WHAT TO DO:
Starting at the line that holds "pub const SELF_LOOP_ANGLE: f64 = PI / 6.0;" and stopping at the line that holds "const ZOOM_STEP_PERCENT: i64 = 10;", restate the records below word for word, with both of those lines included.

----

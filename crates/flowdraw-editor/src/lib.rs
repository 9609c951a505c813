mod align;
mod config;
mod export;
mod history;
mod input;
mod state;

pub use align::{
    AlignEdge, Axis, MIN_ALIGN_MEMBERS, MIN_DISTRIBUTE_MEMBERS, align_nodes, distribute_nodes,
};
pub use config::{
    DEFAULT_GRID_SIZE, EditorConfig, MAX_GRID_SIZE, MIN_GRID_SIZE, clamp_grid_size,
};
pub use export::{ExportError, ExportSlot, ExportTicket, ExportedImage};
pub use history::{DEFAULT_HISTORY_CAPACITY, History};
pub use input::{HitTarget, InputEvent, Key, Modifiers, ShortcutAction, resolve_shortcut};
pub use state::{Connection, EditorState};
use std::f64::consts::PI;

use flowdraw_model::{NodeId, Point};
use serde::{Deserialize, Serialize};

/// Gap left between a node outline and the edge endpoint.
pub const BOUNDARY_BUFFER: f64 = 5.0;
pub const SELF_LOOP_RADIUS: f64 = 40.0;
pub const SELF_LOOP_ANGLE: f64 = PI / 6.0;
pub const REVERSE_EDGE_OFFSET: f64 = 8.0;
pub const REVERSE_EDGE_CURVATURE: f64 = 40.0;

pub const MIN_ZOOM: f64 = 0.1;
pub const MAX_ZOOM: f64 = 3.0;
const MIN_ZOOM_PERCENT: i64 = 10;
const MAX_ZOOM_PERCENT: i64 = 300;
const ZOOM_STEP_PERCENT: i64 = 10;

#[derive(Debug, Clone, Copy, PartialEq, Default, Serialize, Deserialize)]
pub struct Rect {
    pub x: f64,
    pub y: f64,
    pub width: f64,
    pub height: f64,
}

impl Rect {
    pub const fn new(x: f64, y: f64, width: f64, height: f64) -> Self {
        Self {
            x,
            y,
            width,
            height,
        }
    }

    pub fn from_corners(min: Point, max: Point) -> Self {
        Self::new(min.x, min.y, max.x - min.x, max.y - min.y)
    }

    pub fn left(&self) -> f64 {
        self.x
    }

    pub fn top(&self) -> f64 {
        self.y
    }

    pub fn right(&self) -> f64 {
        self.x + self.width
    }

    pub fn bottom(&self) -> f64 {
        self.y + self.height
    }

    pub fn center(&self) -> Point {
        Point::new(self.x + self.width / 2.0, self.y + self.height / 2.0)
    }

    pub fn expand(&self, dx: f64, dy: f64) -> Self {
        Self::new(
            self.x - dx,
            self.y - dy,
            self.width + dx * 2.0,
            self.height + dy * 2.0,
        )
    }

    pub fn union(&self, other: &Rect) -> Self {
        let min = Point::new(self.left().min(other.left()), self.top().min(other.top()));
        let max = Point::new(
            self.right().max(other.right()),
            self.bottom().max(other.bottom()),
        );
        Self::from_corners(min, max)
    }

    pub fn include(&self, point: Point) -> Self {
        self.union(&Rect::new(point.x, point.y, 0.0, 0.0))
    }

    pub fn contains(&self, point: Point) -> bool {
        point.x >= self.left()
            && point.x <= self.right()
            && point.y >= self.top()
            && point.y <= self.bottom()
    }

    pub fn is_finite(&self) -> bool {
        self.x.is_finite() && self.y.is_finite() && self.width.is_finite() && self.height.is_finite()
    }
}

pub fn snap_to_grid(point: Point, grid_size: f64, enabled: bool) -> Point {
    if !enabled || grid_size <= 0.0 {
        return point;
    }
    Point::new(
        (point.x / grid_size).round() * grid_size,
        (point.y / grid_size).round() * grid_size,
    )
}

/// Where a ray from the rectangle's centre at `angle` leaves the rectangle,
/// pushed out by [`BOUNDARY_BUFFER`]. The target side walks the ray backwards.
pub fn rectangle_boundary_point(rect: &Rect, angle: f64, is_source_side: bool) -> Point {
    let center = rect.center();
    let (sin, cos) = angle.sin_cos();
    let half_w = rect.width / 2.0;
    let half_h = rect.height / 2.0;

    let t = if cos.abs() * half_h > sin.abs() * half_w {
        (half_w + BOUNDARY_BUFFER) / cos.abs()
    } else {
        (half_h + BOUNDARY_BUFFER) / sin.abs()
    };
    let sign = if is_source_side { 1.0 } else { -1.0 };
    Point::new(center.x + sign * cos * t, center.y + sign * sin * t)
}

pub fn straight_edge_endpoints(source: &Rect, target: &Rect) -> (Point, Point) {
    let from = source.center();
    let to = target.center();
    let angle = (to.y - from.y).atan2(to.x - from.x);
    (
        rectangle_boundary_point(source, angle, true),
        rectangle_boundary_point(target, angle, false),
    )
}

#[derive(Debug, Clone, Copy, PartialEq)]
pub struct SelfLoopGeometry {
    pub start: Point,
    pub end: Point,
    pub cp1: Point,
    pub cp2: Point,
    pub label: Point,
}

pub fn self_loop_geometry(rect: &Rect) -> SelfLoopGeometry {
    let center = rect.center();
    let radius = rect.width.max(rect.height) / 2.0 + BOUNDARY_BUFFER;
    let on_circle = |angle: f64| {
        Point::new(
            center.x + angle.cos() * radius,
            center.y + angle.sin() * radius,
        )
    };
    let start = on_circle(-SELF_LOOP_ANGLE);
    let end = on_circle(SELF_LOOP_ANGLE);

    SelfLoopGeometry {
        start,
        end,
        cp1: Point::new(center.x + SELF_LOOP_RADIUS * 2.0, start.y - SELF_LOOP_RADIUS),
        cp2: Point::new(center.x + SELF_LOOP_RADIUS * 2.0, end.y + SELF_LOOP_RADIUS),
        label: Point::new(center.x + SELF_LOOP_RADIUS * 1.5, center.y),
    }
}

#[derive(Debug, Clone, Copy, PartialEq)]
pub struct ReverseEdgeGeometry {
    pub start: Point,
    pub end: Point,
    pub control: Point,
    pub label: Point,
}

impl ReverseEdgeGeometry {
    pub fn curvature_sign(&self) -> f64 {
        let mid_y = (self.start.y + self.end.y) / 2.0;
        (self.control.y - mid_y).signum()
    }
}

/// One of a pair of opposite edges between the same two nodes. The edge whose
/// source id sorts first bows up, the other bows down.
pub fn paired_reverse_edge_geometry(
    source_point: Point,
    target_point: Point,
    source_id: &NodeId,
    target_id: &NodeId,
) -> ReverseEdgeGeometry {
    let curve_up = source_id < target_id;
    let direction = if curve_up { -1.0 } else { 1.0 };
    let offset = direction * REVERSE_EDGE_OFFSET;

    let start = source_point.offset(0.0, offset);
    let end = target_point.offset(0.0, offset);
    let mid = Point::new((start.x + end.x) / 2.0, (start.y + end.y) / 2.0);

    ReverseEdgeGeometry {
        start,
        end,
        control: Point::new(mid.x, mid.y + direction * REVERSE_EDGE_CURVATURE),
        label: Point::new(mid.x, mid.y + direction * REVERSE_EDGE_CURVATURE * 0.5),
    }
}

pub fn hexagon_points(rect: &Rect) -> [Point; 6] {
    let quarter = rect.width / 4.0;
    let mid_y = rect.y + rect.height / 2.0;
    [
        Point::new(rect.left(), mid_y),
        Point::new(rect.left() + quarter, rect.top()),
        Point::new(rect.right() - quarter, rect.top()),
        Point::new(rect.right(), mid_y),
        Point::new(rect.right() - quarter, rect.bottom()),
        Point::new(rect.left() + quarter, rect.bottom()),
    ]
}

#[derive(Debug, Clone, Copy, PartialEq, Eq, Serialize, Deserialize)]
#[serde(rename_all = "lowercase")]
pub enum ZoomDirection {
    In,
    Out,
}

pub fn clamp_zoom(zoom: f64) -> f64 {
    if zoom.is_finite() {
        zoom.clamp(MIN_ZOOM, MAX_ZOOM)
    } else {
        1.0
    }
}

pub fn zoom_around_point(
    current_zoom: f64,
    current_pan: Point,
    cursor: Point,
    direction: ZoomDirection,
) -> (f64, Point) {
    let zoom = clamp_zoom(current_zoom);
    let percent = (zoom * 100.0).round() as i64;
    let step = match direction {
        ZoomDirection::In => ZOOM_STEP_PERCENT,
        ZoomDirection::Out => -ZOOM_STEP_PERCENT,
    };
    let new_zoom = (percent + step).clamp(MIN_ZOOM_PERCENT, MAX_ZOOM_PERCENT) as f64 / 100.0;
    let delta = new_zoom - zoom;
    let pan = Point::new(
        current_pan.x - (cursor.x - current_pan.x) * delta / zoom,
        current_pan.y - (cursor.y - current_pan.y) * delta / zoom,
    );
    (new_zoom, pan)
}

#[derive(Debug, Clone, Copy, PartialEq, Serialize, Deserialize)]
pub struct ViewTransform {
    pub zoom: f64,
    pub pan: Point,
}

impl Default for ViewTransform {
    fn default() -> Self {
        Self {
            zoom: 1.0,
            pan: Point::ORIGIN,
        }
    }
}

impl ViewTransform {
    pub fn screen_to_world(&self, screen: Point) -> Point {
        Point::new(
            (screen.x - self.pan.x) / self.zoom,
            (screen.y - self.pan.y) / self.zoom,
        )
    }

    pub fn world_to_screen(&self, world: Point) -> Point {
        Point::new(
            world.x * self.zoom + self.pan.x,
            world.y * self.zoom + self.pan.y,
        )
    }

    pub fn zoom_at(&mut self, cursor: Point, direction: ZoomDirection) {
        let (zoom, pan) = zoom_around_point(self.zoom, self.pan, cursor, direction);
        self.zoom = zoom;
        self.pan = pan;
    }

    pub fn pan_by(&mut self, dx: f64, dy: f64) {
        self.pan = self.pan.offset(dx, dy);
    }

    pub fn reset(&mut self) {
        *self = Self::default();
    }
}

pub(crate) fn distance(a: Point, b: Point) -> f64 {
    ((b.x - a.x).powi(2) + (b.y - a.y).powi(2)).sqrt()
}

pub(crate) fn distance_to_segment(p: Point, a: Point, b: Point) -> f64 {
    let dx = b.x - a.x;
    let dy = b.y - a.y;
    let len_sq = dx * dx + dy * dy;
    if len_sq < 1e-12 {
        return distance(p, a);
    }
    let t = (((p.x - a.x) * dx + (p.y - a.y) * dy) / len_sq).clamp(0.0, 1.0);
    distance(p, Point::new(a.x + dx * t, a.y + dy * t))
}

----

EXERCISE SOLUTION:
pub const SELF_LOOP_ANGLE: f64 = PI / 6.0;
pub const REVERSE_EDGE_OFFSET: f64 = 8.0;
pub const REVERSE_EDGE_CURVATURE: f64 = 40.0;

pub const MIN_ZOOM: f64 = 0.1;
pub const MAX_ZOOM: f64 = 3.0;
const MIN_ZOOM_PERCENT: i64 = 10;
const MAX_ZOOM_PERCENT: i64 = 300;
const ZOOM_STEP_PERCENT: i64 = 10;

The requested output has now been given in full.